Arturo Fernández dimite de la Cámara de Comercio

El próximo jueves renunciará ante el Comité Ejecutivo. Será sustituido por el vicepresidente segundo Juan López-Belmonte.

Arturo Fernández dejará el próximo jueves la presidencia de la Cámara de Comercio de Madrid junto con su vicepresidente primero, Miguel Corsini, ambos imputados por el caso de las «tarjetas black» de Bankia. En su lugar, será presidente el vicepresidente segundo, Juan López-Belmonte, ya que no se pueden convocar elecciones para la renovación del órgano cameral hasta que no haya un nuevo ministro de Economía, que es quien debe autorizar la renovación de las directivas de las cámaras de comercio regionales.

Según publicó recientemente «El Confidencial», la presidenta de la Comunidad de Madrid, Cristina Cifuentes, le habría exigido durante un encuentro en Fitur que dejase cuanto antes la presidencia de la Cámara de Comercio, a lo que Fernández se resistió. «La Comunidad puede pedirme lo que quiera, pero a mí me nombraron los empresarios y son los empresarios los que me pueden quitar. La Comunidad es el órgano tutelante pero no quita y pone presidentes», aseguró al citado medio el empresario.

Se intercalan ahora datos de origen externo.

//! Form controllers.
//!
//! Each form owns its field values and per-field errors. Submitting runs the
//! client-side checks first; only a form with every required field filled in
//! reaches the API. Failures are turned into notifications here, so callers
//! only see a [`SubmitOutcome`].
//!
//! Every form exposes `is_submitting()` while its request is in flight, a
//! `watch_submitting()` receiver for that flag, and `subscribe()` for a
//! revision bumped on each edit, validation and submit transition.
//!
//! - [`RegisterForm`] - `POST register/`, navigates to [`Route::Login`](crate::routes::Route::Login)
//! - [`LoginForm`] - `POST login/`, stores the token, navigates to the product list
//! - [`AddProductForm`] - multipart `POST product/add`

pub mod login;
pub mod product;
pub mod register;

pub use login::LoginForm;
pub use product::AddProductForm;
pub use register::RegisterForm;

use tokio::sync::watch;

use crate::api::{ApiError, ApiErrorKind};
use crate::observe::{ChangeNotifier, PendingFlag};

/// A text input and its validation message.
#[derive(Debug, Clone, Default, PartialEq, Eq)]
pub struct FormField {
    value: String,
    error: String,
    touched: bool,
}

/// Validation state of a [`FormField`].
#[derive(Debug, Clone, Copy, PartialEq, Eq)]
pub enum FieldState {
    /// Never edited, never validated.
    EmptyUntouched,
    /// No error recorded (re-checked on submit).
    Valid,
    /// Carries an error message.
    Invalid,
}

impl FormField {
    /// Replace the value. Any error on the field is cleared.
    pub fn set(&mut self, value: impl Into<String>) {
        self.value = value.into();
        self.error.clear();
        self.touched = true;
    }

    #[must_use]
    pub fn value(&self) -> &str {
        &self.value
    }

    /// The error message; empty when the field is valid.
    #[must_use]
    pub fn error(&self) -> &str {
        &self.error
    }

    #[must_use]
    pub fn is_empty(&self) -> bool {
        self.value.is_empty()
    }

    #[must_use]
    pub fn state(&self) -> FieldState {
        if !self.error.is_empty() {
            FieldState::Invalid
        } else if !self.touched && self.value.is_empty() {
            FieldState::EmptyUntouched
        } else {
            FieldState::Valid
        }
    }

    /// Set `message` if the field is empty. Returns whether it passed.
    fn require(&mut self, message: &str) -> bool {
        if self.value.is_empty() {
            self.fail(message);
            false
        } else {
            self.error.clear();
            true
        }
    }

    fn fail(&mut self, message: &str) {
        self.error = message.to_owned();
        self.touched = true;
    }
}

/// Submit status and change revision shared by every form.
#[derive(Debug, Default)]
struct FormState {
    submitting: PendingFlag,
    changes: ChangeNotifier,
}

impl FormState {
    fn changed(&self) {
        self.changes.notify();
    }

    fn is_submitting(&self) -> bool {
        self.submitting.is_set()
    }

    fn watch_submitting(&self) -> watch::Receiver<bool> {
        self.submitting.watch()
    }

    fn subscribe(&self) -> watch::Receiver<u64> {
        self.changes.subscribe()
    }

    /// Mark a request as in flight until the guard is dropped.
    fn begin_submit(&self) -> SubmitGuard<'_> {
        self.submitting.set(true);
        self.changes.notify();
        SubmitGuard(self)
    }
}

/// Clears the submitting flag on drop, including when the submit future is
/// cancelled.
struct SubmitGuard<'a>(&'a FormState);

impl Drop for SubmitGuard<'_> {
    fn drop(&mut self) {
        self.0.submitting.set(false);
        self.0.changes.notify();
    }
}

/// What happened when a form was submitted.
#[derive(Debug, Clone, PartialEq, Eq)]
pub enum SubmitOutcome<T> {
    /// Client-side validation failed; nothing was sent.
    Invalid,
    /// The API call was made and did not succeed. A notification was pushed.
    Failed,
    /// The API call succeeded. A notification was pushed.
    Succeeded(T),
}

impl<T> SubmitOutcome<T> {
    #[must_use]
    pub const fn is_success(&self) -> bool {
        matches!(self, Self::Succeeded(_))
    }
}

/// Pick the user-facing message for a failed call.
///
/// Precedence: duplicate-record wording (when the form has one), then the
/// structured message from the response, then `fallback`.
pub(crate) fn failure_message(err: &ApiError, duplicate: Option<&str>, fallback: &str) -> String {
    if let (ApiErrorKind::DuplicateRecord, Some(message)) = (err.kind(), duplicate) {
        return message.to_owned();
    }
    err.detail()
        .message
        .clone()
        .unwrap_or_else(|| fallback.to_owned())
}
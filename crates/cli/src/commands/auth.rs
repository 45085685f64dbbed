//! Account commands: register, login, logout.
//!
//! # Usage
//!
//! ```bash
//! catalog-cli register --full-name "Ada Lovelace" -e ada@example.com -p secret
//! catalog-cli login -e ada@example.com -p secret
//! catalog-cli logout
//! ```

use catalog_cart_storefront::api::StoreApi;
use catalog_cart_storefront::forms::{LoginForm, RegisterForm, SubmitOutcome};
use catalog_cart_storefront::notify::{Notification, Toaster};
use catalog_cart_storefront::storage::{KeyValueStore, TOKEN_KEY};

use super::report_field_errors;
use crate::error::CliError;

/// Credentials as typed on the command line.
pub struct Credentials {
    pub email: String,
    pub password: String,
}

/// Create an account.
///
/// Rejections from the API are shown as notifications; only local failures
/// are returned as errors.
pub async fn register<A, T>(
    api: &A,
    toaster: &mut T,
    full_name: String,
    credentials: Credentials,
) -> Result<(), CliError>
where
    A: StoreApi,
    T: Toaster,
{
    let mut form = RegisterForm::new();
    form.set_full_name(full_name);
    form.set_email(credentials.email);
    form.set_password(credentials.password);

    match form.submit(api, toaster).await {
        SubmitOutcome::Invalid => {
            report_field_errors(toaster, &[form.full_name(), form.email(), form.password()]);
        }
        SubmitOutcome::Failed => {}
        SubmitOutcome::Succeeded(next) => {
            tracing::debug!(route = %next, "Registration complete");
            toaster.push(Notification::info("Sign in with `catalog-cli login`."));
        }
    }
    Ok(())
}

/// Sign in and keep the session token in `store`.
pub async fn login<A, S, T>(
    api: &A,
    store: &mut S,
    toaster: &mut T,
    credentials: Credentials,
) -> Result<(), CliError>
where
    A: StoreApi,
    S: KeyValueStore + ?Sized,
    T: Toaster,
{
    let mut form = LoginForm::new();
    form.set_email(credentials.email);
    form.set_password(credentials.password);

    match form.submit(api, store, toaster).await {
        SubmitOutcome::Invalid => {
            report_field_errors(toaster, &[form.email(), form.password()]);
        }
        SubmitOutcome::Failed => {}
        SubmitOutcome::Succeeded(next) => {
            tracing::debug!(route = %next, "Login complete");
        }
    }
    Ok(())
}

/// Remove the stored session token.
///
/// # Errors
///
/// Returns an error if the storage file cannot be written.
pub fn logout<S, T>(store: &mut S, toaster: &mut T) -> Result<(), CliError>
where
    S: KeyValueStore + ?Sized,
    T: Toaster,
{
    if store.remove(TOKEN_KEY)? {
        tracing::info!("Session token removed");
        toaster.push(Notification::info("Logged out."));
    } else {
        toaster.push(Notification::info("Not logged in."));
    }
    Ok(())
}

Sin embargo, desde el Gobierno regional han debido recordar al empresario que está obligado por Ley a dejar su cargo desde diciembre, cuando el juez de la Audiencia Nacional Fernando Andreu dictó el auto de apertura de juicio oral una vez concluida la instrucción por el uso fraudulento de las «tarjetas black» de Bankia, en el que confirmaba la imputación tanto de Fernández como de Corsini. Según la ley regional que regula las cámaras de comercio «tanto el presidente como los cargos del Comité Ejecutivo cesarán en el caso de delitos relacionados con la corrupción cuando en la causa judicial seguida para su persecución se haya dictado resolución que acuerde la apertura de juicio oral contra aquéllos y ésta haya alcanzado firmeza».

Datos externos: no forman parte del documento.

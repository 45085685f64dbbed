//! Catalog Cart CLI - accounts, catalog browsing and a cart session.
//!
//! # Usage
//!
//! ```bash
//! # Create an account, then sign in (stores the token locally)
//! catalog-cli register --full-name "Ada Lovelace" --email ada@example.com --password secret
//! catalog-cli login --email ada@example.com --password secret
//!
//! # Browse the catalog
//! catalog-cli products --page 2
//!
//! # Create a product
//! catalog-cli add-product --name Lamp --brand Lumo --price 12.50 --rating 4 --image lamp.png
//!
//! # Interactive cart session
//! catalog-cli shop
//! ```
//!
//! # Environment Variables
//!
//! - `CATALOG_API_BASE_URL` - Base URL of the shop API
//! - `CATALOG_REQUEST_TIMEOUT_SECS` - HTTP timeout in seconds
//! - `CATALOG_STORAGE_PATH` - File holding the login token
//! - `CATALOG_PAGE_SIZE` - Products per page
//! - `RUST_LOG` - Log filter (logs go to stderr)

#![cfg_attr(not(test), forbid(unsafe_code))]

use std::io;
use std::path::PathBuf;

use catalog_cart_storefront::api::ApiClient;
use catalog_cart_storefront::config::ClientConfig;
use catalog_cart_storefront::storage::FileStore;
use clap::{Parser, Subcommand};
use tokio::io::BufReader;
use tracing_subscriber::EnvFilter;

mod commands;
mod console;
mod error;
#[cfg(test)]
mod testing;

use commands::auth::Credentials;
use commands::products::ProductInput;
use console::ConsoleToaster;
use error::CliError;

#[derive(Parser)]
#[command(name = "catalog-cli")]
#[command(author, version, about = "Catalog Cart command-line client")]
struct Cli {
    #[command(subcommand)]
    command: Commands,
}

#[derive(Subcommand)]
enum Commands {
    /// Create an account
    Register {
        /// Full name
        #[arg(long)]
        full_name: String,

        /// Email address
        #[arg(short, long)]
        email: String,

        /// Password
        #[arg(short, long)]
        password: String,
    },
    /// Sign in and store the session token
    Login {
        /// Email address
        #[arg(short, long)]
        email: String,

        /// Password
        #[arg(short, long)]
        password: String,
    },
    /// Forget the stored session token
    Logout,
    /// Print one page of the catalog
    Products {
        /// Page number (1-based)
        #[arg(short, long, default_value_t = 1)]
        page: usize,
    },
    /// Create a product with an image
    AddProduct {
        /// Product name
        #[arg(short, long)]
        name: String,

        /// Brand
        #[arg(short, long)]
        brand: String,

        /// Price, e.g. `12.50`
        #[arg(long)]
        price: String,

        /// Rating, e.g. `4.5`
        #[arg(short, long)]
        rating: String,

        /// Image file (png, jpeg, gif or webp)
        #[arg(short, long)]
        image: PathBuf,
    },
    /// Interactive session: browse pages and manage a cart
    Shop,
}

#[tokio::main]
async fn main() {
    // Defaults to info level for our crates if RUST_LOG is not set
    let env_filter = EnvFilter::try_from_default_env()
        .unwrap_or_else(|_| "catalog_cart_storefront=info,catalog_cart_cli=info".into());

    tracing_subscriber::fmt()
        .with_env_filter(env_filter)
        .with_writer(std::io::stderr)
        .init();

    let cli = Cli::parse();

    if let Err(e) = run(cli).await {
        tracing::error!("Command failed: {e}");
        std::process::exit(1);
    }
}

async fn run(cli: Cli) -> Result<(), CliError> {
    let config = ClientConfig::from_env()?;
    let api = ApiClient::new(&config)?;
    tracing::debug!(base_url = %api.base_url(), "Using shop API");

    let mut toaster = ConsoleToaster::stdout();
    let mut out = io::stdout();

    match cli.command {
        Commands::Register {
            full_name,
            email,
            password,
        } => {
            let credentials = Credentials { email, password };
            commands::auth::register(&api, &mut toaster, full_name, credentials).await
        }
        Commands::Login { email, password } => {
            let mut store = FileStore::open(config.storage_path.clone())?;
            let credentials = Credentials { email, password };
            commands::auth::login(&api, &mut store, &mut toaster, credentials).await
        }
        Commands::Logout => {
            let mut store = FileStore::open(config.storage_path.clone())?;
            commands::auth::logout(&mut store, &mut toaster)
        }
        Commands::Products { page } => {
            commands::products::list(&api, config.page_size, page, &mut out).await
        }
        Commands::AddProduct {
            name,
            brand,
            price,
            rating,
            image,
        } => {
            let input = ProductInput {
                name,
                brand,
                price,
                rating,
                image,
            };
            commands::products::add(&api, config.page_size, input, &mut toaster, &mut out).await
        }
        Commands::Shop => {
            let stdin = BufReader::new(tokio::io::stdin());
            commands::shop::run(&api, config.page_size, stdin, &mut toaster, &mut out).await
        }
    }
}
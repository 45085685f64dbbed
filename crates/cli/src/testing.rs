//! Fixtures for CLI tests.

#![allow(clippy::unwrap_used)]

use catalog_cart_core::{Price, Product, ProductId, Rating};
use catalog_cart_storefront::api::{
    AddProductResponse, ApiError, ApiErrorKind, ApiResult, ErrorDetail, LoginRequest,
    LoginResponse, NewProduct, RegisterRequest, RegisterResponse, StoreApi,
};
use catalog_cart_storefront::views::ProductListView;
use rust_decimal::Decimal;

pub fn product(id: &str) -> Product {
    Product {
        id: ProductId::new(id),
        product_name: format!("Product {id}"),
        brand: "Acme".to_owned(),
        price: Price::new(Decimal::new(1999, 2)),
        rating: Rating::new(Decimal::new(4, 0)),
        image: None,
    }
}

/// Serves a fixed product list; every other call fails.
pub struct FixedCatalog {
    products: Option<Vec<Product>>,
}

impl FixedCatalog {
    pub fn new(count: usize) -> Self {
        Self {
            products: Some((1..=count).map(|n| product(&format!("p{n}"))).collect()),
        }
    }

    pub const fn failing() -> Self {
        Self { products: None }
    }
}

fn unavailable() -> ApiError {
    ApiError::new(ApiErrorKind::Network, ErrorDetail::default())
}

impl StoreApi for FixedCatalog {
    async fn register(&self, _request: &RegisterRequest) -> ApiResult<RegisterResponse> {
        Err(unavailable())
    }

    async fn login(&self, _request: &LoginRequest) -> ApiResult<LoginResponse> {
        Err(unavailable())
    }

    async fn list_products(&self) -> ApiResult<Vec<Product>> {
        self.products.clone().ok_or_else(unavailable)
    }

    async fn add_product(&self, _product: NewProduct) -> ApiResult<AddProductResponse> {
        Err(unavailable())
    }
}

/// A product list view loaded with `count` products `p1..`.
pub async fn view_with(count: usize) -> ProductListView {
    let mut view = ProductListView::default();
    view.load(&FixedCatalog::new(count)).await.unwrap();
    view
}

Arturo Fernández está acusado de haber dispuesto de 37.323 euros a través de las tarjetas de crédito facilitadas por Bankia a los miembros de su consejo de administración como parte de su remuneración lo que para el juez Andreu podría ser constitutivo de un delito de apropiación indebida, además de administración desleal en el caso de los presidentes de la entidad –Rodrigo Rato y Miguel Blesa–, que autorizaron las tarjetas. En el caso de Miguel Corsini, que fue miembro de la comisión de control de Bankia, la Audiencia Nacional considera que se habría apropiado indebidamente de 46.700 euros. Ambos devolvieron el dinero después de que el Fondo de Reestructuración Ordenada Bancaria emitiese a primeros de julio de 2014 un informe solicitando que todo el caso de las tarjetas opacas de Caja Madrid y Bankia se enviara a la Fiscalía Anticorrupción.

Enmienda de UPyD

A finales de 2014, debido a la presión entre los empresarios madrileños que criticaban el uso fraudulento que había hecho de las tarjetas «black», Fernández tuvo que dejar también el cargo de presidente de la Confederación Empresarial de Madrid CEOE (CEIM), unos meses antes de que se renovara la dirección en las elecciones previstas para marzo del siguiente año. Fue entonces cuando, a instancias de una enmienda de UPyD en la Asamblea de Madrid, se introdujo el artículo en la Ley 2/2014, de 16 de diciembre, por la que se regula la Cámara Oficial de Comercio, Industria y Servicios de Madrid, mediante el cual los miembros del Comité Ejecutivo tendrían que dejar su puesto si fuesen imputados por delitos de corrupción.

El portavoz de UPyD, Luis de Velasco, también introdujo en esta normativa que otro de los motivos de cese sería «cuando desaparezca cualquiera de los requisitos legales de elegibilidad que concurrieron a su elección» y que, en el caso de Fernández, le afectaba la cuestión de estar corriente con Hacienda, puesto que había sido embargado por tener deudas con la Agencia Tributaria y la Seguridad Social. Sin embargo, no se le aplicó el cese por este motivo, porque la Ley no tiene carácter retroactivo.